Aku tersenyum karenamu,
Tertawa karenamu,
Bahkan, menangispun karenamu,
Isakanmu begitu menggetarkan jiwaku,
Menusuk hatiku,
Hanya satu pintaku,
Berhentilah menangis.
+++

“Jangan nangis Ag, aku sayang kamu. Aku nggak mau kamu nangis.” Bisikku ke Agni. Jujur, aku tak kuasa melihat air matanya jatuh. Aku bodoh! Aku memang bodoh! Sebagai lelaki, aku tidak mampu mencegah air mata yang telah Agni keluarkan untukku. Aku memang pantas disebut ‘pecundang’.
“Vin… Aku…”
“Ssst… Aku nggak mau denger kamu nangis lagi Ag, aku nggak mau denger kamu nangis lagi Ag. Nggak mau lagi.” Apakah ada yang salah dengan ucapanku? Bukannya berhenti menangis, air mata Agni malah semakin deras mengalir. Dengan segera kuhapus air mata itu.
“Ag, please berhenti nangis. Aku nggak sanggup liat kamu nangis. Kamu tahu alasannya kan?” Dia menggeleng lemah. Aku tersenyum kecil.
“Karena kamu adalah separuh jiwaku. Jika kamu menangis, aku juga akan memangis. Karena…” Aku kembali meraih tubuhnya, ku dekap dia. “…aku menangis karenamu, aku tersenyum karenamu, aku tertawa karenamu, dan aku bersedih juga karenamu.” Ku regangkan pelukanku. Kulihat dia tersenyum. Entah mengapa, aku ikut menarik 2 sudut bibirku membentuk sebuah senyuman.
“Tuh kan, kamu senyum aku jadi ikutan senyum.” Tanpa sadar, aku mengecup pipinya. Ah, bukannya itu sudah biasa? Tidak! Ini tidak biasa! Kali ini aku mengecupnya cukup lama. Mungkin, aku mencoba menyalurkan semua perasaanku melalui kecupan itu. Memang bukan ciuman bibir. Tapi, tidak semua rasa sayang disalurkan dengan sebuah ciuman bibir bukan?
“Aku sayang kamu, Vin.” ucapnya. Kurasakan semakin memelukku erat, akupun membalas pelukan tersebut.
“Aku juga sayang kamu, Ag.”

Aku mengerjapkan mataku, perlahan mataku terbuka.
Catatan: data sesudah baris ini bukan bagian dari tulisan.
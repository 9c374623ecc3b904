use miette::Diagnostic;
use thiserror::Error;

/// Type and scope violations reported by the analyzer. Positions are plain
/// line/column pairs; by the time the analyzer runs, the source text has
/// already been dropped in favour of the tree.
#[derive(Error, Debug, Diagnostic, Clone, PartialEq)]
pub enum SemanticError {
    #[error("unknown identifier `{name}` at {line}:{column}")]
    #[diagnostic(code(minic::semantic::unknown_identifier))]
    UnknownIdentifier {
        name: String,
        line: usize,
        column: usize,
    },

    #[error("invalid operands to `{op}` ({lhs} and {rhs}) at {line}:{column}")]
    #[diagnostic(code(minic::semantic::invalid_operands))]
    InvalidOperands {
        op: String,
        lhs: String,
        rhs: String,
        line: usize,
        column: usize,
    },

    #[error("invalid operand to unary `{op}` ({operand}) at {line}:{column}")]
    #[diagnostic(code(minic::semantic::invalid_unary_operand))]
    InvalidUnaryOperand {
        op: String,
        operand: String,
        line: usize,
        column: usize,
    },

    #[error("cannot initialize `{name}` of type {declared} with a {found} value at {line}:{column}")]
    #[diagnostic(code(minic::semantic::initializer_mismatch))]
    InitializerMismatch {
        name: String,
        declared: String,
        found: String,
        line: usize,
        column: usize,
    },

    #[error("malformed tree: analysis reached an error node")]
    #[diagnostic(code(minic::semantic::error_node))]
    ErrorNode,
}

/// Failures while lowering the checked tree to assembly.
#[derive(Error, Debug, Diagnostic)]
pub enum CodegenError {
    #[error("unsupported node kind `{what}` in code generation")]
    #[diagnostic(code(minic::codegen::unsupported_node))]
    UnsupportedNode { what: String },

    #[error("operator `{op}` is not supported by the code generator")]
    #[diagnostic(code(minic::codegen::unsupported_operator))]
    UnsupportedOperator { op: String },

    #[error("symbol `{name}` not found during code generation")]
    #[diagnostic(code(minic::codegen::symbol_not_found))]
    SymbolNotFound { name: String },

    #[error("register pool exhausted")]
    #[diagnostic(code(minic::codegen::register_exhausted))]
    RegisterExhausted,

    #[error("failed to write assembly output")]
    #[diagnostic(code(minic::codegen::io))]
    Io(#[from] std::io::Error),
}
/// Convert 1-based (line, column, width) into an absolute `SourceSpan`.
///
/// `line` and `column` are 1-based to match typical compiler diagnostics;
/// `width` is the number of bytes to underline.
pub fn span_at(src: &str, line: usize, column: usize, width: usize) -> miette::SourceSpan {
    let mut offset = 0usize;
    for (i, l) in src.lines().enumerate() {
        if i + 1 == line {
            offset += column.saturating_sub(1);
            break;
        }
        offset += l.len() + 1;
    }
    miette::SourceSpan::from((offset.min(src.len()), width))
}

#[cfg(test)]
mod tests {
    use super::*;

    #[test]
    fn span_on_first_line() {
        let span = span_at("abc def", 1, 5, 3);
        assert_eq!(span.offset(), 4);
        assert_eq!(span.len(), 3);
    }

    #[test]
    fn span_on_later_line() {
        let span = span_at("ab\ncdef", 2, 2, 1);
        assert_eq!(span.offset(), 4);
    }

    #[test]
    fn span_is_clamped_to_source() {
        let span = span_at("ab", 5, 1, 1);
        assert!(span.offset() <= 2);
    }
}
Cahaya matahari masuk melalui celah jendela. Akupun bangkit dan menuju kamar mandi. Seusai mandi aku teringat tentang Agni.
“Gini loh Ag, ada anaknya teman bapak kamu yang melamar kamu. Dan nggak ada salahnya kita terima. Jadi kami sepakat buat menikahkanmu dengan anak teman bapakmu itu.”
“Si… Siapa orangnya bu?”
“Cakka. Cakka Kawekas Nuraga dia anak yang baik lho, makanya bapak dan ibu nerima lamarannya. Yo wis tha nduk, kamu ndang tidur. Besok kita mbalik mara kampung.”
Siluet-siluet kejadian semalam muncul lagi dikepalaku. Tubuhku bergetar, aku menggigit bibir bawahku, mencoba menahan semua rasa sakit hatiku. Cengeng, tetapi itulah aku. Aku hanya seorang pemuda bodoh yang membiarkan gadisnya menikah dengan orang lain. Pemuda bodoh yang menjalin hubungan dengan gadis yang sama sekali ia cintai. Apakah aku harus membiarkan gadisku menikah dengan orang lain? Tidak! Agni harus menikah denganku! Segera aku menuju kamar Agni yang terletak di lantai bawah.

Ceklek,
“Agni… Ka…” kalimatku terhenti begitu saja saat aku melihat kamar Agni kosong. Jangan-jangan…
“Ma… Mamah…”
“Ada apa sih sayang? Emang kamu kira ini hutan apa? Teriak-teriak segala?” Ucap mamaku, Angel sembari menuruni tangga rumah kami.
“Agni mana ma?”
“Loh? Kamu nggak tahu ya?” Aku mengernyitkan kening, bingung. Agni menghilang? Ada berita yang tidak aku ketahui? Jangan-jangan Agni… Segera saja aku mengambil kunci motorku menuju rumah lama Agni.
“Loh? Alvin, kamu mau kemana? Alvin, Alvin,” Ucapan mamaku tak begitu aku hiraukan, yang ada difikiranku sekarang ini adalah : mencegah dan membatalkan pernikahan Agni.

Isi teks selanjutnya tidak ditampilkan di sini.